The lines to reproduce run from the one containing "traits for skiff." through the end of the records below. Reproduce them exactly and add nothing.

▶ **Collected data**:
- - - - -
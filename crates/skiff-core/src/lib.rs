//! Core types and traits for skiff.
//!
//! This crate provides the fundamental data structures used throughout
//! the skiff transfer engine: entry and volume references, the transfer
//! payload, the error taxonomy, and the traits its external collaborators
//! implement.

mod config;
mod entry;
mod error;
mod payload;
mod provider;
mod volume;

pub use config::{TransferConfig, TransferConfigBuilder};
pub use entry::{DirectoryRef, EntryId, EntryKind, EntryRef};
pub use error::TransferError;
pub use payload::{DropEffect, Resolution, TransferEffect, TransferKind, TransferPayload};
pub use provider::{
    DirectoryPager, OperationBackend, OperationHandle, Probe, TransferCarrier, VolumeProvider,
};
pub use volume::{ConnectionState, VolumeRoot};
- - - - -
▶ **OUTPUT BELOW**:
//! Core types and traits for skiff.
//!
//! This crate provides the fundamental data structures used throughout
//! the skiff transfer engine: entry and volume references, the transfer
//! payload, the error taxonomy, and the traits its external collaborators
//! implement.

mod config;
mod entry;
mod error;
mod payload;
mod provider;
mod volume;

pub use config::{TransferConfig, TransferConfigBuilder};
pub use entry::{DirectoryRef, EntryId, EntryKind, EntryRef};
pub use error::TransferError;
pub use payload::{DropEffect, Resolution, TransferEffect, TransferKind, TransferPayload};
pub use provider::{
    DirectoryPager, OperationBackend, OperationHandle, Probe, TransferCarrier, VolumeProvider,
};
pub use volume::{ConnectionState, VolumeRoot};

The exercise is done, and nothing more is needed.